In momenti come questi, forse, più che “fare” è fondamentale astenersi dal fare, perché il troppo stroppia soprattutto quando di mezzo c’è una vita spezzata. Aspettare che il dolore altrui fluisca è un po’ come lasciare che una bottiglia d’acqua si svuoti del tutto prima di ricominciare a riempirla. È comprendere che, oltre l’orlo, nulla può essere trattenuto all’interno. E, forse, anziché dar vita a un campo minato di buone azioni, in cui si rischia di far saltare per aria manifestazioni, fiaccolate e bei gesti ad ogni passo con la conseguenza che, un giorno, intorno a Willy tutto si spenga con la rapidità di un interruttore, sarebbe lecito diluire il bene. Imparare a denunciare il branco quando esso inizia a comporsi, impedire spadroneggiamenti, fare gruppo contro le prepotenze, contaminare la malacultura vigente con quella positiva e propositiva: sarebbe un dono che la famiglia di Willy senz’altro apprezzerebbe, per onorare la memoria di quel figlio terribilmente perduto. Un dono silenzioso, come quella famosa foresta di alberi citata da Lao Tzu che crescendo non fa rumore, eppure sprigiona ossigeno: dobbiamo ambire all’aria pura, a un ambiente salubre in cui i doni post mortem non servano.
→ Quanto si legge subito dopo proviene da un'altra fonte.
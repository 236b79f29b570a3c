//! Safe wrapper around the JNI environment.
//!
//! Scoped to the two JNI operations this bridge performs: reporting the
//! environment version and looking up the owning JavaVM.

use crate::sys::jni;
use std::ptr;

/// Safe wrapper around a JNI environment pointer.
///
/// # Thread Safety
///
/// A `JniEnv` is tied to a specific thread and cannot be sent across threads.
/// Each JVM thread has its own JNI environment.
pub struct JniEnv {
    env: *mut jni::JNIEnv,
}

impl JniEnv {
    /// Creates a JniEnv wrapper from a raw pointer.
    ///
    /// # Safety
    ///
    /// The caller must ensure the pointer is valid and comes from the current thread.
    pub unsafe fn from_raw(env: *mut jni::JNIEnv) -> Self {
        JniEnv { env }
    }

    /// Returns the raw JNI environment pointer.
    pub fn raw(&self) -> *mut jni::JNIEnv {
        self.env
    }

    /// Returns the JNI version.
    pub fn get_version(&self) -> jni::jint {
        unsafe { crate::jni_call!(self.env, GetVersion) }
    }

    /// Looks up the JavaVM this environment belongs to.
    pub fn get_java_vm(&self) -> Result<*mut jni::JavaVM, jni::jint> {
        let mut vm: *mut jni::JavaVM = ptr::null_mut();
        let res = unsafe { crate::jni_call!(self.env, GetJavaVM, &mut vm) };
        if res != jni::JNI_OK || vm.is_null() {
            return Err(res);
        }
        Ok(vm)
    }
}
// jvmpi-gc/src/jvmpi_wrapper.rs

use crate::sys::jni;
use crate::sys::jvmpi;
use std::ptr;

/// Why the profiler interface could not be acquired.
///
/// Each variant carries the raw JNI return code that produced it.
#[derive(Debug, Copy, Clone, PartialEq, Eq)]
pub enum AcquireError {
    /// The JavaVM could not be obtained from the calling thread's JNIEnv.
    NoJavaVm(jni::jint),
    /// The VM refused to hand out a JVMPI interface at the requested
    /// version. Expected on JDK 6+ where JVMPI no longer exists.
    ProfilerUnavailable(jni::jint),
}

impl std::fmt::Display for AcquireError {
    fn fmt(&self, f: &mut std::fmt::Formatter<'_>) -> std::fmt::Result {
        match self {
            AcquireError::NoJavaVm(code) => {
                write!(f, "failed to get JavaVM from JNIEnv (JNI error {code})")
            }
            AcquireError::ProfilerUnavailable(code) => {
                write!(f, "failed to get JVMPI from JavaVM (JNI error {code})")
            }
        }
    }
}

impl std::error::Error for AcquireError {}

/// A safe wrapper around the raw JVMPI interface pointer.
///
/// A `Jvmpi` can only be obtained through a successful acquisition, so
/// holding one is proof that the profiler interface is available; the GC
/// operations are not reachable from an uninitialized state.
#[derive(Debug)]
pub struct Jvmpi {
    // Kept private so the user can't mess with the raw pointer directly.
    ifc: *mut jvmpi::JVMPI_Interface,
}

// The interface pointer is process-wide, the table is immutable once handed
// out, and the GC control slots are callable from any attached thread.
unsafe impl Send for Jvmpi {}
unsafe impl Sync for Jvmpi {}

impl Jvmpi {
    /// Connects to the JVM behind `env` and retrieves the JVMPI interface.
    ///
    /// This is the two-step acquisition a JNI native performs: look up the
    /// JavaVM from the caller's environment, then request the profiler
    /// interface from the VM at `JVMPI_VERSION_1`.
    pub fn from_env(env: *mut jni::JNIEnv) -> Result<Self, AcquireError> {
        let mut vm: *mut jni::JavaVM = ptr::null_mut();

        unsafe {
            let res = crate::jni_call!(env, GetJavaVM, &mut vm);
            if res != jni::JNI_OK || vm.is_null() {
                return Err(AcquireError::NoJavaVm(res));
            }
        }

        Self::from_java_vm(vm)
    }

    /// Retrieves the JVMPI interface from a JavaVM the caller already holds.
    pub fn from_java_vm(vm: *mut jni::JavaVM) -> Result<Self, AcquireError> {
        let mut ifc_ptr: *mut std::ffi::c_void = ptr::null_mut();

        unsafe {
            let res = crate::jvm_call!(vm, GetEnv, &mut ifc_ptr, jvmpi::JVMPI_VERSION_1);
            if res != jni::JNI_OK || ifc_ptr.is_null() {
                return Err(AcquireError::ProfilerUnavailable(res));
            }
        }

        Ok(Jvmpi {
            ifc: ifc_ptr as *mut jvmpi::JVMPI_Interface,
        })
    }

    /// Create a Jvmpi wrapper from a raw interface pointer.
    ///
    /// # Safety
    /// The caller must ensure the pointer is valid for the life of the
    /// process, which is what a pointer handed out by GetEnv guarantees.
    pub unsafe fn from_raw(ifc: *mut jvmpi::JVMPI_Interface) -> Self {
        Jvmpi { ifc }
    }

    /// Get the raw JVMPI_Interface pointer
    pub fn raw(&self) -> *mut jvmpi::JVMPI_Interface {
        self.ifc
    }

    /// The version tag the VM stamped into the interface.
    pub fn version(&self) -> jni::jint {
        unsafe { (*self.ifc).version }
    }

    /// Re-enables garbage collection.
    ///
    /// The VM reports no outcome for this call; a failure inside the
    /// collector is not observable from here.
    pub fn enable_gc(&self) {
        unsafe {
            // If this panics, the VM handed out a table with a hole in it,
            // which a live VM never does.
            let enable_fn = (*self.ifc).EnableGC.unwrap();
            enable_fn();
        }
    }

    /// Suspends garbage collection until `enable_gc` is called.
    pub fn disable_gc(&self) {
        unsafe {
            let disable_fn = (*self.ifc).DisableGC.unwrap();
            disable_fn();
        }
    }

    /// Requests a full collection.
    pub fn run_gc(&self) {
        unsafe {
            let run_fn = (*self.ifc).RunGC.unwrap();
            run_fn();
        }
    }
}
//! # jvmpi-gc
//!
//! Pause and resume JVM garbage collection from Java, through a native
//! bridge written in pure Rust with **zero dependencies**.
//!
//! The crate binds the classic JVMPI profiler interface and exposes its GC
//! control operations (`DisableGC` / `EnableGC`) as JNI natives that a Java
//! class can declare and call around allocation-sensitive sections. JVMPI
//! shipped with the classic VMs and HotSpot through JDK 1.5; on a VM without
//! it, initialization reports failure and the control operations stay inert.
//!
//! ## Quick Start
//!
//! **1. Create a new library crate:**
//! ```bash
//! cargo new --lib gc_bridge
//! ```
//!
//! **2. Configure Cargo.toml:**
//! ```toml
//! [lib]
//! crate-type = ["cdylib"]
//!
//! [dependencies]
//! jvmpi-gc = "0.1"
//! ```
//!
//! **3. Export the natives for your Java class (src/lib.rs):**
//! ```rust,ignore
//! jvmpi_gc::export_gc_natives!("jvmpigc_GcControl");
//! ```
//!
//! **4. Declare the Java side:**
//! ```java
//! package jvmpigc;
//!
//! public class GcControl {
//!     public static native boolean init();
//!     public static native void enableGC();
//!     public static native void disableGC();
//!
//!     static {
//!         System.loadLibrary("gc_bridge");
//!     }
//! }
//! ```
//!
//! `GcControl.init()` must be called first; it returns whether the profiler
//! interface was acquired. After that, `disableGC()`/`enableGC()` bracket
//! the sections that must not be interrupted by a collection.
//!
//! ## Architecture
//!
//! The crate is organized in layers:
//!
//! ```text
//! ┌─────────────────────────────────────────────────────────┐
//! │                  Your Bridge cdylib                      │
//! │           export_gc_natives!("pkg_Class")                │
//! ├─────────────────────────────────────────────────────────┤
//! │           Entry Points + Process-Wide Handle             │
//! │   initialize_from_env, enable_gc, disable_gc, OnceLock   │
//! ├─────────────────────────────────────────────────────────┤
//! │              High-Level Wrappers (env module)            │
//! │   env::Jvmpi - acquisition with Result, GC operations    │
//! │   env::JniEnv - the small JNI surface the bridge needs   │
//! ├─────────────────────────────────────────────────────────┤
//! │              Raw FFI Bindings (sys module)               │
//! │   sys::jni - JNI types, vtable (bridge-scoped)           │
//! │   sys::jvmpi - JVMPI types, full interface table         │
//! └─────────────────────────────────────────────────────────┘
//! ```
//!
//! ## Initialization contract
//!
//! Acquisition happens once per process. The handle is stored in a
//! [`OnceLock`], so concurrent initializers cannot race the slot, and a
//! repeated `init` call is a cheap success that keeps the handle already
//! acquired. Calling `enableGC`/`disableGC` before a successful `init` is
//! reported on stderr and otherwise ignored; the uninitialized state is
//! never dereferenced.
//!
//! For a caller-owned handle instead of the process-wide slot, use
//! [`env::Jvmpi`] directly; the GC operations are only reachable from a
//! successfully acquired value.

pub mod sys;
pub mod env;

// Implementation modules (use `env` module for the public API)
#[doc(hidden)]
pub mod jvmpi_wrapper;
#[doc(hidden)]
pub mod jni_wrapper;

pub mod prelude;

#[cfg(feature = "embed")]
pub mod embed;

use std::sync::OnceLock;

use crate::env::Jvmpi;
pub use crate::sys::jni as jni;
use crate::sys::jni::{jboolean, JNIEnv, JNI_FALSE, JNI_TRUE};

/// The one process-wide profiler handle, set by the first successful
/// initialization and held for the life of the process. JVMPI has no
/// release call; the VM tears the interface down at exit.
pub static GLOBAL_PROFILER: OnceLock<Jvmpi> = OnceLock::new();

/// Helper to store the acquired handle (called by [`initialize_from_env`]).
pub fn set_global_profiler(profiler: Jvmpi) -> Result<(), ()> {
    GLOBAL_PROFILER.set(profiler).map_err(|_| ())
}

/// The process-wide handle, if initialization has succeeded.
pub fn global_profiler() -> Option<&'static Jvmpi> {
    GLOBAL_PROFILER.get()
}

/// Acquires the profiler interface from the VM behind `env` and stores it
/// in the process-wide slot.
///
/// Returns `JNI_TRUE` on success. On failure, emits one diagnostic line to
/// stderr, leaves the slot unset, and returns `JNI_FALSE`. Calling again
/// after a success is a no-op success: the handle a VM hands out for a
/// given version tag never changes, so there is nothing to re-acquire.
pub fn initialize_from_env(env: *mut JNIEnv) -> jboolean {
    if GLOBAL_PROFILER.get().is_some() {
        return JNI_TRUE;
    }

    match Jvmpi::from_env(env) {
        Ok(profiler) => {
            // A concurrent initializer may have won the slot; its handle is
            // the same interface pointer, so either outcome is a success.
            let _ = set_global_profiler(profiler);
            JNI_TRUE
        }
        Err(e) => {
            eprintln!("[jvmpi-gc] {e}");
            JNI_FALSE
        }
    }
}

/// Re-enables garbage collection through the process-wide handle.
///
/// Without a prior successful [`initialize_from_env`] this reports the
/// misuse on stderr and does nothing.
pub fn enable_gc() {
    match GLOBAL_PROFILER.get() {
        Some(profiler) => {
            eprintln!("[jvmpi-gc] Re-enabling GC.");
            profiler.enable_gc();
        }
        None => eprintln!("[jvmpi-gc] enableGC called before init; ignoring."),
    }
}

/// Suspends garbage collection through the process-wide handle.
///
/// Without a prior successful [`initialize_from_env`] this reports the
/// misuse on stderr and does nothing.
pub fn disable_gc() {
    match GLOBAL_PROFILER.get() {
        Some(profiler) => {
            eprintln!("[jvmpi-gc] Disabling GC.");
            profiler.disable_gc();
        }
        None => eprintln!("[jvmpi-gc] disableGC called before init; ignoring."),
    }
}

/// Exports the three GC-control natives for a Java class.
///
/// The argument is the JNI-mangled binary name of the class declaring the
/// natives: package dots become underscores, so `jvmpigc.GcControl` is
/// written `"jvmpigc_GcControl"`. The macro generates
///
/// - **`Java_<class>_init`**: acquires the profiler interface, returns a
///   `jboolean` success flag. Must be called before the other two.
/// - **`Java_<class>_enableGC`**: re-enables garbage collection.
/// - **`Java_<class>_disableGC`**: suspends garbage collection.
///
/// # Example
///
/// ```rust,ignore
/// jvmpi_gc::export_gc_natives!("jvmpigc_GcControl");
/// ```
///
/// # Building
///
/// Your crate must be built as a C dynamic library. Add to `Cargo.toml`:
///
/// ```toml
/// [lib]
/// crate-type = ["cdylib"]
/// ```
///
/// The Java class then loads it with `System.loadLibrary` before touching
/// the natives.
///
/// # Thread Safety Notes
///
/// The acquired handle lives in a `OnceLock`, so concurrent `init` calls
/// are safe and exactly one acquisition is stored. The enable/disable
/// natives may be called from any attached thread once `init` has
/// succeeded; the VM does not serialize nested disable calls for you.
#[macro_export]
macro_rules! export_gc_natives {
    ($class:literal) => {
        #[export_name = concat!("Java_", $class, "_init")]
        pub unsafe extern "system" fn __jvmpi_gc_init(
            env: *mut $crate::sys::jni::JNIEnv,
            _class: $crate::sys::jni::jclass,
        ) -> $crate::sys::jni::jboolean {
            $crate::initialize_from_env(env)
        }

        #[export_name = concat!("Java_", $class, "_enableGC")]
        pub unsafe extern "system" fn __jvmpi_gc_enable_gc(
            _env: *mut $crate::sys::jni::JNIEnv,
            _class: $crate::sys::jni::jclass,
        ) {
            $crate::enable_gc()
        }

        #[export_name = concat!("Java_", $class, "_disableGC")]
        pub unsafe extern "system" fn __jvmpi_gc_disable_gc(
            _env: *mut $crate::sys::jni::JNIEnv,
            _class: $crate::sys::jni::jclass,
        ) {
            $crate::disable_gc()
        }
    };
}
Non che la crudeltà umana possa essere debellata dal mondo, s’intende; sarebbe una pretesa utopica. Ma tamponare il dolore degli altri e fermare la diga impetuosa di chi il dolore lo provoca, sono due arti dello stesso corpo, due funzioni imprescindibili l’una dall’altra, due responsabilità da assumere al più presto, perché chi ha perduto tutto possa sentire un abbraccio anche senza esser stretto, possa percepire una vicinanza anche senza il fiato sul collo.